— Знаешь, это — подло! Напоминать!.. Это была трагическая ошибка! И… я мужчина, чорт побери! — он защищался неумело и от этого еще больше злился. — В конце концов, кто ты такой, что смеешь обвинять меня?
— Я не судья! — Курослепов медленно свертывал цыгарку. — Не судья! Ты меня образованнее. — честно признался он. — Но моя жизнь — иная…
— Примитивная?
— Может быть и так. Но мне нечего стыдиться своей жизни…
Он вышел из землянки.
Где-то близко разорвалась немецкая мина: с потолка посыпался песок. Романцов глядел на ползущего по стене таракана, не замечая, что он уже перестал думать о Нине. Признаться, за эти три месяца он привык, что от нее нет писем. Сегодня это огорчало его меньше, чем вчера, чем неделю назад. Он думал теперь о немецком снайпере, который сидел, как крот, в бронированном колпаке.
Вернувшись, Курослепов сразу же заметил, как изменился Романцов, и молча лег на тощий матрац.
Разорвалась немецкая мина у самых дверей. Лампешка потухла. С потолка посыпался песок.

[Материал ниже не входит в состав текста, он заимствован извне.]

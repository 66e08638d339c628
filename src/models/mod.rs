use serde::{Deserialize, Serialize};

/// An immutable in-memory image payload with its MIME type and filename.
///
/// Produced by reading a file from disk or by confirming a camera capture.
/// Fields are private so a blob can never be half-mutated after creation;
/// ownership passes to whichever service submits it upstream.
#[derive(Debug, Clone)]
pub struct ImageBlob {
    bytes: Vec<u8>,
    mime_type: String,
    filename: String,
}

impl ImageBlob {
    pub fn new(bytes: Vec<u8>, mime_type: impl Into<String>, filename: impl Into<String>) -> Self {
        Self {
            bytes,
            mime_type: mime_type.into(),
            filename: filename.into(),
        }
    }

    /// Read an image file from disk, guessing the MIME type from the extension.
    pub fn from_path(path: &str) -> anyhow::Result<Self> {
        let bytes = std::fs::read(path)?;
        let filename = std::path::Path::new(path)
            .file_name()
            .map(|n| n.to_string_lossy().into_owned())
            .unwrap_or_else(|| "upload.jpg".to_string());
        let mime_type = guess_mime_type(path);
        Ok(Self::new(bytes, mime_type, filename))
    }

    pub fn bytes(&self) -> &[u8] {
        &self.bytes
    }

    pub fn mime_type(&self) -> &str {
        &self.mime_type
    }

    pub fn filename(&self) -> &str {
        &self.filename
    }

    pub fn len(&self) -> usize {
        self.bytes.len()
    }

    pub fn is_empty(&self) -> bool {
        self.bytes.is_empty()
    }
}

/// MIME type from a file extension, defaulting to JPEG for unknown ones.
pub fn guess_mime_type(path: &str) -> &'static str {
    let lower = path.to_lowercase();
    if lower.ends_with(".png") {
        "image/png"
    } else if lower.ends_with(".webp") {
        "image/webp"
    } else if lower.ends_with(".gif") {
        "image/gif"
    } else {
        "image/jpeg"
    }
}

/// One detected food line: display name plus the calorie value or range
/// exactly as it appeared in the analysis text (e.g. `"250"` or `"250-300"`).
#[derive(Debug, Clone, PartialEq, Eq, Serialize, Deserialize)]
pub struct FoodItem {
    pub name: String,
    pub calories: String,
}

/// Best-effort structured interpretation of one analysis text.
///
/// Every field degrades to empty rather than erroring; `raw_analysis` keeps
/// the untouched source text so a renderer can always fall back to it.
#[derive(Debug, Clone, Default, PartialEq, Eq)]
pub struct ParsedSummary {
    pub food_items: Vec<FoodItem>,
    pub total_calories: String,
    pub health_note: String,
    pub macronutrients: String,
    pub recommendation: String,
    pub raw_analysis: String,
}

/// Envelope returned by the analysis endpoint.
#[derive(Debug, Clone, Serialize, Deserialize)]
pub struct AnalysisResponse {
    pub success: bool,
    pub analysis: String,
    pub filename: String,
    pub content_type: String,
}

/// Error body shape shared by the server and the client wrapper.
#[derive(Debug, Clone, Serialize, Deserialize)]
pub struct ErrorDetail {
    pub detail: String,
}

#[cfg(test)]
mod tests {
    use super::*;

    #[test]
    fn test_guess_mime_type() {
        assert_eq!(guess_mime_type("food.png"), "image/png");
        assert_eq!(guess_mime_type("DINNER.PNG"), "image/png");
        assert_eq!(guess_mime_type("plate.jpg"), "image/jpeg");
        assert_eq!(guess_mime_type("plate.jpeg"), "image/jpeg");
        assert_eq!(guess_mime_type("mystery"), "image/jpeg");
    }

    #[test]
    fn test_image_blob_accessors() {
        let blob = ImageBlob::new(vec![1, 2, 3], "image/png", "snack.png");
        assert_eq!(blob.len(), 3);
        assert!(!blob.is_empty());
        assert_eq!(blob.mime_type(), "image/png");
        assert_eq!(blob.filename(), "snack.png");
        assert_eq!(blob.bytes(), &[1, 2, 3]);
    }

    #[test]
    fn test_analysis_response_field_names() {
        let json = r#"{
            "success": true,
            "analysis": "1. Rice - 200 cal",
            "filename": "plate.jpg",
            "content_type": "image/jpeg"
        }"#;

        let envelope: AnalysisResponse = serde_json::from_str(json).unwrap();
        assert!(envelope.success);
        assert_eq!(envelope.analysis, "1. Rice - 200 cal");
        assert_eq!(envelope.filename, "plate.jpg");
        assert_eq!(envelope.content_type, "image/jpeg");

        let back = serde_json::to_value(&envelope).unwrap();
        assert!(back.get("content_type").is_some());
        assert!(back.get("filename").is_some());
    }
}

Романцов чертыхнулся. Проклятая мина! Потом ему стало приятно, что в землянке темно и только окно расплывалось зеленоватым пятном, словно лужа, подернутая льдом.
— Я попрошу минометчиков сделать огневой налет по пню. — говорил он вслух, сам не замечая этого. — Из двадцати мин может быть одна попадет в цель. Но пробьет ли она броневой колпак? Сомнительно! Я попрошу артиллеристов прямой наводкой разбить пень. Это возможно, но место там ровное, немец пристрелит двух-трех бойцов и уползет в траншею. Опять не годится. Моя задача — убить снайпера… Ага, понял! Понял! — крикнул он так оглушительно, что Курослепов испуганно вздрогнул. — Иван Потапыч, друг милый, мне мина нужна, Я ночью мину зарою в песок под броневым колпаком. Немцы не заметят!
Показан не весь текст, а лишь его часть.